__WHAT TO PRODUCE__: Starting with the first line, transcribe the material exactly through to the last.
***** DATASET *****
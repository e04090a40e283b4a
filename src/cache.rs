//! # Durable Board State
//!
//! Deep sleep wipes RAM, so everything a wake cycle wants to remember from
//! the previous one lives in [`CacheState`], stored as one flat JSON object.
//!
//! ## Failure Policy
//! - **Loading never fails**: an unreadable, truncated, or mistyped file is
//!   logged and replaced by [`CacheState::default()`]. The worst outcome is
//!   one extra NTP sync and one extra fetch.
//! - **Missing keys default**: the format is versionless, an older file
//!   without a newer key still loads.
//! - **Persisting is atomic**: the state is written to `<path>.tmp`, synced,
//!   and renamed over the old file, so a power cut mid-write leaves the
//!   previous state intact.

use std::fs;
use std::io::{self, Write};
use std::path::{Path, PathBuf};

use log::{debug, warn};
use serde::{Deserialize, Serialize};

use crate::timezone::TimezoneInfo;
use crate::Departure;

#[derive(Clone, Debug, Default, PartialEq, Eq, Serialize, Deserialize)]
#[serde(default)]
pub struct CacheState {
    /// Last successful clock sync, 0 if never
    pub last_time_sync_epoch: i64,
    pub departures: Vec<Departure>,
    /// When `departures` was fetched, 0 if never
    pub last_departure_update_epoch: i64,
    pub last_timezone_response: Option<TimezoneInfo>,
    pub last_connected_ssid: String,
}

impl CacheState {
    /// Load the state stored at `path`, or a fresh default state.
    pub fn load<P: AsRef<Path>>(path: P) -> Self {
        let path = path.as_ref();
        match Self::try_load(path) {
            Ok(state) => {
                debug!(
                    "loaded cache from {} ({} departures)",
                    path.display(),
                    state.departures.len()
                );
                state
            }
            Err(e) => {
                warn!("failed to load cache from {}: {e}", path.display());
                Self::default()
            }
        }
    }

    fn try_load(path: &Path) -> io::Result<Self> {
        let data = fs::read(path)?;
        let state = serde_json::from_slice(&data)?;
        Ok(state)
    }

    /// Write the state to `path`, replacing the previous file atomically.
    pub fn persist<P: AsRef<Path>>(&self, path: P) -> io::Result<()> {
        let path = path.as_ref();
        let tmp_path = tmp_path(path);
        let data = serde_json::to_vec(self)?;

        let mut file = fs::File::create(&tmp_path)?;
        file.write_all(&data)?;
        file.sync_all()?;
        drop(file);

        fs::rename(&tmp_path, path)?;
        debug!("saved cache to {}", path.display());
        Ok(())
    }
}

fn tmp_path(path: &Path) -> PathBuf {
    let mut name = path.file_name().unwrap_or_default().to_os_string();
    name.push(".tmp");
    path.with_file_name(name)
}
*****
__EXERCISE OUTPUT__:
repository e04090a40e283b4a
filename src/cache.rs
//! # Durable Board State
//!
//! Deep sleep wipes RAM, so everything a wake cycle wants to remember from
//! the previous one lives in [`CacheState`], stored as one flat JSON object.
//!
//! ## Failure Policy
//! - **Loading never fails**: an unreadable, truncated, or mistyped file is
//!   logged and replaced by [`CacheState::default()`]. The worst outcome is
//!   one extra NTP sync and one extra fetch.
//! - **Missing keys default**: the format is versionless, an older file
//!   without a newer key still loads.
//! - **Persisting is atomic**: the state is written to `<path>.tmp`, synced,
//!   and renamed over the old file, so a power cut mid-write leaves the
//!   previous state intact.

use std::fs;
use std::io::{self, Write};
use std::path::{Path, PathBuf};

use log::{debug, warn};
use serde::{Deserialize, Serialize};

use crate::timezone::TimezoneInfo;
use crate::Departure;

#[derive(Clone, Debug, Default, PartialEq, Eq, Serialize, Deserialize)]
#[serde(default)]
pub struct CacheState {
    /// Last successful clock sync, 0 if never
    pub last_time_sync_epoch: i64,
    pub departures: Vec<Departure>,
    /// When `departures` was fetched, 0 if never
    pub last_departure_update_epoch: i64,
    pub last_timezone_response: Option<TimezoneInfo>,
    pub last_connected_ssid: String,
}

impl CacheState {
    /// Load the state stored at `path`, or a fresh default state.
    pub fn load<P: AsRef<Path>>(path: P) -> Self {
        let path = path.as_ref();
        match Self::try_load(path) {
            Ok(state) => {
                debug!(
                    "loaded cache from {} ({} departures)",
                    path.display(),
                    state.departures.len()
                );
                state
            }
            Err(e) => {
                warn!("failed to load cache from {}: {e}", path.display());
                Self::default()
            }
        }
    }

    fn try_load(path: &Path) -> io::Result<Self> {
        let data = fs::read(path)?;
        let state = serde_json::from_slice(&data)?;
        Ok(state)
    }

    /// Write the state to `path`, replacing the previous file atomically.
    pub fn persist<P: AsRef<Path>>(&self, path: P) -> io::Result<()> {
        let path = path.as_ref();
        let tmp_path = tmp_path(path);
        let data = serde_json::to_vec(self)?;

        let mut file = fs::File::create(&tmp_path)?;
        file.write_all(&data)?;
        file.sync_all()?;
        drop(file);

        fs::rename(&tmp_path, path)?;
        debug!("saved cache to {}", path.display());
        Ok(())
    }
}

fn tmp_path(path: &Path) -> PathBuf {
    let mut name = path.file_name().unwrap_or_default().to_os_string();
    name.push(".tmp");
    path.with_file_name(name)
}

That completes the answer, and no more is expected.